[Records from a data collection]

****

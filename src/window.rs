use num_traits::Float;

/// Test whether `mass` falls within `tolerance` of `target`, inclusive at
/// both boundaries.
pub fn in_window<T: Float>(mass: T, target: T, tolerance: T) -> bool {
    (mass - target).abs() <= tolerance
}

/// Find the position of the first target in `targets` whose tolerance
/// window contains `mass`.
///
/// Targets are tried in their original order, so when windows overlap the
/// earliest match wins even if a later target is closer. This matches the
/// historical assignment policy and must not be replaced with a
/// closest-match search.
pub fn first_match<T: Float>(mass: T, targets: &[T], tolerance: T) -> Option<usize> {
    targets
        .iter()
        .position(|t| in_window(mass, *t, tolerance))
}
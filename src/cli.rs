//! The command line collaborator layer.
//!
//! Everything here is thin input validation: the conversion core receives
//! already-checked paths and [`EicParams`] and never reads arguments or the
//! environment itself.

use std::path::{Path, PathBuf};

use clap::Parser;
use thiserror::Error;

use crate::scan::EicParams;

/// Transform an instrument ASCII report into an EIC table for quantity analysis
#[derive(Parser, Debug)]
#[command(author, version, about)]
pub struct Args {
    /// Folder containing the report file
    #[arg(short = 'i', long = "input-folder", default_value = ".")]
    pub input_folder: PathBuf,

    /// Name of the instrument report file, `.ascii` extension required
    #[arg(short = 'f', long = "input-file")]
    pub input_file: String,

    /// Ions to extract, separated by dashes, e.g. `74-87-103.1`
    #[arg(short = 'e', long = "eic")]
    pub eic: String,

    /// Mass difference from each ion within which intensities are collected
    #[arg(short = 'r', long = "range", default_value_t = 0.5)]
    pub range: f64,

    /// Output table path; defaults to the report name with a `.csv` extension
    #[arg(short = 'o', long = "output")]
    pub output: Option<PathBuf>,
}

/// Rejected command line input
#[derive(Debug, Error)]
pub enum InputError {
    /// The input folder does not exist or is not a directory
    #[error("{} is not a directory", .0.display())]
    Folder(PathBuf),
    /// The report file is missing or has the wrong extension
    #[error("{0}")]
    File(String),
    /// The ion list contains a non-numeric entry
    #[error("{0}")]
    Ions(String),
}

/// Fully validated inputs handed to the conversion core
#[derive(Debug, Clone)]
pub struct Inputs {
    pub report_path: PathBuf,
    pub output_path: PathBuf,
    pub params: EicParams,
}

impl Args {
    /// Check every argument the way the conversion core expects it: an
    /// existing input folder, an existing `.ascii` report inside it, a
    /// non-empty numeric ion list, and a non-negative range.
    pub fn validate(&self) -> Result<Inputs, InputError> {
        if !self.input_folder.is_dir() {
            return Err(InputError::Folder(self.input_folder.clone()));
        }
        if Path::new(&self.input_file).extension().and_then(|e| e.to_str()) != Some("ascii") {
            return Err(InputError::File(format!(
                "wrong file type: {} was given, expected a .ascii report",
                self.input_file
            )));
        }
        let report_path = self.input_folder.join(&self.input_file);
        if !report_path.is_file() {
            return Err(InputError::File(format!(
                "file does not exist: {}",
                report_path.display()
            )));
        }
        let targets = parse_ion_list(&self.eic)?;
        let output_path = self
            .output
            .clone()
            .unwrap_or_else(|| report_path.with_extension("csv"));
        Ok(Inputs {
            report_path,
            output_path,
            params: EicParams::new(targets, self.range.abs()),
        })
    }
}

/// Parse a dash-separated ion list like `74-87-103.1`
fn parse_ion_list(text: &str) -> Result<Vec<f64>, InputError> {
    text.split('-')
        .map(|token| {
            token.trim().parse::<f64>().map_err(|_| {
                InputError::Ions(format!("number expected, but {token:?} was given"))
            })
        })
        .collect()
}
//! CSV serialization of an [`EicReport`].

use std::cmp::Ordering;
use std::fs;
use std::path::{Path, PathBuf};

use log::info;

use crate::error::{EicError, EicResult};
use crate::report::EicReport;
use crate::scan::{EicParams, ScanRecord};

/// A table column: one extracted target, or the derived signal aggregate
#[derive(Debug, Clone, Copy, PartialEq, Eq)]
enum Column {
    Target(usize),
    Signal,
}

impl Column {
    fn value(&self, scan: &ScanRecord) -> f64 {
        match self {
            Self::Target(i) => scan.intensities[*i],
            Self::Signal => scan.signal,
        }
    }
}

/// The labelled columns after `rt`, ordered by the string form of their
/// labels rather than numerically (`100` sorts before `74`). The historical
/// table layout orders columns this way and downstream consumers depend on
/// it.
fn sorted_columns(params: &EicParams) -> Vec<(String, Column)> {
    let mut columns: Vec<(String, Column)> = params
        .targets
        .iter()
        .enumerate()
        .map(|(i, t)| (t.to_string(), Column::Target(i)))
        .collect();
    columns.push(("signal".to_string(), Column::Signal));
    columns.sort_by(|a, b| a.0.cmp(&b.0));
    columns
}

/// Write `report` as a CSV table to `path`.
///
/// The header row is `rt` followed by the target-mass labels and `signal`
/// in string-lexicographic order; one data row per retention time, sorted
/// ascending regardless of file order. The table is written to a temporary
/// sibling path and renamed onto `path` on success, so a failed conversion
/// never leaves a partial table behind.
pub fn write_table<P: AsRef<Path>>(report: &EicReport, path: P) -> EicResult<()> {
    let path = path.as_ref();
    let tmp = tmp_path(path);
    let written = write_into(report, &tmp).and_then(|rows| {
        fs::rename(&tmp, path)?;
        Ok(rows)
    });
    match written {
        Ok(rows) => {
            info!("wrote {} rows to {}", rows, path.display());
            Ok(())
        }
        Err(source) => {
            let _ = fs::remove_file(&tmp);
            Err(EicError::FileWrite {
                path: path.to_path_buf(),
                source,
            })
        }
    }
}

fn tmp_path(path: &Path) -> PathBuf {
    let mut name = path
        .file_name()
        .map(|n| n.to_os_string())
        .unwrap_or_else(|| "table".into());
    name.push(".tmp");
    path.with_file_name(name)
}

fn write_into(report: &EicReport, path: &Path) -> Result<usize, csv::Error> {
    let mut writer = csv::Writer::from_path(path)?;
    let columns = sorted_columns(report.params());

    let mut header = Vec::with_capacity(columns.len() + 1);
    header.push("rt".to_string());
    header.extend(columns.iter().map(|(label, _)| label.clone()));
    writer.write_record(&header)?;

    let mut scans: Vec<&ScanRecord> = report.scans().iter().collect();
    scans.sort_by(|a, b| {
        a.retention_time
            .partial_cmp(&b.retention_time)
            .unwrap_or(Ordering::Equal)
    });

    for scan in &scans {
        let mut row = Vec::with_capacity(columns.len() + 1);
        row.push(scan.retention_time.to_string());
        row.extend(columns.iter().map(|(_, col)| col.value(scan).to_string()));
        writer.write_record(&row)?;
    }
    writer.flush()?;
    Ok(scans.len())
}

****

_Task to complete_
From the records above, copy only the lines starting with the line that holds "containing the report file" and going on through the line that holds "#[arg(short = 'e', long", exactly as written.

_Completed exercise_
    /// Folder containing the report file
    #[arg(short = 'i', long = "input-folder", default_value = ".")]
    pub input_folder: PathBuf,

    /// Name of the instrument report file, `.ascii` extension required
    #[arg(short = 'f', long = "input-file")]
    pub input_file: String,

    /// Ions to extract, separated by dashes, e.g. `74-87-103.1`
    #[arg(short = 'e', long = "eic")]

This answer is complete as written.